HM Treasury, the Bank of England and the FCA are reminding the crypto sector of their responsibilities under the sanctions regime

On 11 March 2022 HM Treasury published a a reminder UK financial services firms, including the crypto-asset sector, to ensure they play their part in complying with the sanctions.

It is reiterated that financial sanctions do not distinguish between crypto-assets and other assets; reminds companies to be cautious about trying to avoid sanctions; and to assess whether they are dealing with a registered VASP or not.

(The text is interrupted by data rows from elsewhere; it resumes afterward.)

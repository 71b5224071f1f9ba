use anyhow::{bail, Context};
use clap::Parser;
use dialoguer::Select;
use indicatif::{ProgressBar, ProgressStyle};
use saimoku::cli::{Cli, Commands};
use saimoku::config::Config;
use saimoku::report::{self, Report};
use saimoku::sheet::reader::{self, ReadOptions};
use saimoku::sheet::writer::{self, WriteOptions};
use saimoku::sheet::ColumnRef;
use saimoku_common::{BatchResult, Category, Classifier, Row};
use std::collections::HashMap;
use std::path::{Path, PathBuf};

fn main() -> anyhow::Result<()> {
    let cli = Cli::parse();

    match cli.command {
        Commands::Classify {
            input,
            output,
            sheet,
            select_sheet,
            name_column,
            work_column,
            result_column,
            header_row,
            parallel,
            json,
        } => {
            println!("📋 saimoku - 工事細目判定\n");
            let config = Config::load()?;

            let sheet = if select_sheet {
                Some(select_sheet_interactive(&input)?)
            } else {
                sheet.or_else(|| config.sheet.clone())
            };
            let name_column = name_column.unwrap_or_else(|| config.name_column.clone());
            let work_column = work_column.unwrap_or_else(|| config.work_column.clone());
            let result_column = result_column.unwrap_or_else(|| config.result_column.clone());
            let read_options = ReadOptions {
                sheet,
                header_row: header_row.unwrap_or(config.header_row),
                name_column: name_column.parse()?,
                work_column: Some(work_column.parse()?),
            };
            let result_ref: ColumnRef = result_column.parse()?;

            // 1. 読み込み
            println!("[1/3] シートを読み込み中...");
            let table = reader::read_sheet(&input, &read_options)?;
            let sheets = reader::read_workbook(&input)?;
            let rows = table.rows();
            println!(
                "✔ {}行を読み込み（シート: {}、項目名: {}列）",
                rows.len(),
                table.sheet_name(),
                saimoku::sheet::column_letter(table.name_col)
            );
            if table.work_col.is_none() {
                println!("  ⚠ 工事区分の列が見つかりません（工事区分なしで判定）");
            }
            println!();

            // 2. 判定
            println!("[2/3] 判定中...{}", if parallel { " (並列)" } else { "" });
            let classifier = Classifier::default();
            let batch = if parallel {
                classifier.process_rows_parallel(&rows)
            } else {
                classify_with_progress(&classifier, &rows)
            };
            if cli.verbose {
                print_decisions(&rows, &batch);
            }
            println!("✔ {}件を判定\n", batch.results.len());

            // 3. 書き出し
            println!("[3/3] 結果を保存中...");
            let output = output.unwrap_or_else(|| default_output_path(&input));
            let result_header = table.result_header(&result_ref, &config.result_column);
            let write_options = WriteOptions {
                result_col: table.result_column(&result_ref),
                result_header: &result_header,
                summary_sheet: &config.summary_sheet,
            };
            writer::write_workbook(
                &sheets,
                &table,
                &batch.results,
                &batch.tally,
                &write_options,
                &output,
            )?;
            println!("✔ 結果を保存: {}", output.display());

            if let Some(json_path) = json {
                Report::new(&input, table.sheet_name(), &batch).save(&json_path)?;
                println!("✔ レポートを保存: {}", json_path.display());
            }

            println!("\n集計:");
            println!("{}", report::format_tally(&batch.tally));
            println!("\n✅ 判定完了");
        }

        Commands::Check { name, work, context, expect } => {
            let classifier = Classifier::default();
            let Some(decision) = classifier.decide(&name, &work, &context) else {
                bail!("項目名が空です");
            };

            println!("{}", decision.category);
            if cli.verbose {
                eprintln!("  ルール: {}", decision.rule);
                eprintln!("  工事区分: {}", or_none(&work));
                eprintln!("  見出し: {}", or_none(&context));
            }

            if let Some(expected) = expect {
                if expected != decision.category {
                    bail!(
                        "判定が期待と異なります: 期待 {} / 判定 {}（ルール: {}）",
                        expected,
                        decision.category,
                        decision.rule
                    );
                }
                println!("✔ 期待どおり");
            }
        }

        Commands::Rules => {
            println!("判定ルール（上から順に評価、最初に一致したものを採用）:");
            for (i, rule) in Classifier::default().rules().iter().enumerate() {
                println!("  {:>2}. {:<12} → {}", i + 1, rule.name, rule.category);
            }
            println!("  --. {:<12} → {}", saimoku_common::FALLBACK_RULE, Category::Excluded);
        }

        Commands::Config {
            show,
            sheet,
            header_row,
            name_column,
            work_column,
            result_column,
            summary_sheet,
            reset,
        } => {
            let mut config = if reset { Config::default() } else { Config::load()? };
            let mut changed = reset;

            if let Some(sheet) = sheet {
                // 空文字は「先頭シート」に戻す
                config.sheet = if sheet.trim().is_empty() { None } else { Some(sheet) };
                changed = true;
            }
            if let Some(row) = header_row {
                config.header_row = row;
                changed = true;
            }
            if let Some(column) = name_column {
                config.name_column = column;
                changed = true;
            }
            if let Some(column) = work_column {
                config.work_column = column;
                changed = true;
            }
            if let Some(column) = result_column {
                config.result_column = column;
                changed = true;
            }
            if let Some(name) = summary_sheet {
                config.summary_sheet = name;
                changed = true;
            }

            if changed {
                config.save()?;
                println!("✔ 設定を保存しました: {}", Config::config_path()?.display());
            }

            if show || !changed {
                println!("設定:");
                println!("  対象シート: {}", config.sheet.as_deref().unwrap_or("(先頭シート)"));
                println!("  見出し行: {}", config.header_row);
                println!("  項目名列: {}", config.name_column);
                println!("  工事区分列: {}", config.work_column);
                println!("  判定結果列: {}", config.result_column);
                println!("  集計シート: {}", config.summary_sheet);
            }
        }
    }

    Ok(())
}

/// 逐次判定（進捗バー付き）
fn classify_with_progress(classifier: &Classifier, rows: &[Row]) -> BatchResult {
    let pb = ProgressBar::new(rows.len() as u64);
    let style =
        ProgressStyle::with_template("{spinner:.green} [{bar:40.cyan/blue}] {pos}/{len} {msg}")
            .unwrap_or_else(|_| ProgressStyle::default_bar())
            .progress_chars("█▉▊▋▌▍▎▏  ");
    pb.set_style(style);

    let batch = classifier.process_rows(pb.wrap_iter(rows.iter()));
    pb.finish_and_clear();
    batch
}

fn print_decisions(rows: &[Row], batch: &BatchResult) {
    let names: HashMap<usize, &str> = rows.iter().map(|r| (r.index, r.name())).collect();
    for result in &batch.results {
        eprintln!(
            "  {:>5}行 {} → {}（{}）",
            result.index,
            names.get(&result.index).copied().unwrap_or_default(),
            result.category,
            result.rule
        );
    }
}

fn or_none(s: &str) -> &str {
    if s.is_empty() {
        "(なし)"
    } else {
        s
    }
}

fn default_output_path(input: &Path) -> PathBuf {
    let stem = input
        .file_stem()
        .map(|s| s.to_string_lossy().to_string())
        .unwrap_or_else(|| "見積".into());
    let timestamp = chrono::Local::now().format("%Y%m%d_%H%M%S");
    let file_name = format!("{}_判定結果_{}.xlsx", stem, timestamp);
    input.with_file_name(file_name)
}

fn select_sheet_interactive(input: &Path) -> anyhow::Result<String> {
    let sheets = reader::sheet_names(input)?;
    if sheets.is_empty() {
        bail!("シートがありません: {}", input.display());
    }

    let index = Select::new()
        .with_prompt("対象シートを選択")
        .items(&sheets)
        .default(0)
        .interact()
        .context("シート選択に失敗しました")?;
    Ok(sheets[index].clone())
}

It also reminds crypto asset companies to update or review their existing systems and controls, including:

• updating business-wide and customer risk assessments to take into account changes in the nature and type of sanctions measures;
• ensuring that client onboarding and due diligence processes identify clients using corporate vehicles to disguise the ownership or source of funds;
• ensuring that clients and their transactions are checked against the relevant updated sanctions lists and that effective re-vetting is in place to identify activities that may indicate a breach of sanctions;
• identifying activities that are inconsistent with the user’s profile or otherwise suspicious and ensuring that they are promptly reported to a designated official for timely consideration;
• ensuring that where blockchain analytics solutions are deployed, compliance teams understand how these capabilities can best be used to identify transactions associated with higher risk wallet addresses; and
• engaging in public-private partnerships and private-private partnerships to gather insights into the latest typologies and additional controls that may be relevant and share their own examples of best practice.

In addition, it lists some red flag indicators that should be taken into context (ie, considered with other red flag indicators or contextual information):

• “a customer who is a resident of or transacts in or from a jurisdiction that is subject to sanctions, or that is on the UK’s list of high-risk third countries for the purposes of combating money laundering and terrorist financing, or any jurisdiction that you have identified as posing an increased risk from illegal financial activities

• transactions to or from a wallet address associated with a sanctioned entity, or a wallet address otherwise considered high risk, based on transaction history or associated addresses, or other factors

• transactions involving cryptoasset exchanges or custodian wallet providers known to have poor due diligence procedures or otherwise considered high risk

• using tools designed to disguise the customer’s location (e.g. IP address connected to a virtual private network or proxy) or the source of cryptoassets (e.g. mixers and mixers)

• other indicators that are usually associated with money laundering in a broader sense. In both situations, the goal of the illegal actor is to make the illegal transaction appear legitimate”.

Firms that also operate in the US should be aware of the red flags issued by FinCEN earlier this month, which we summarize here.

While FinCEN’s update is aimed at US crypto firms, all firms involved in cryptoassets may want to consider it to help assess their risk of sanctions.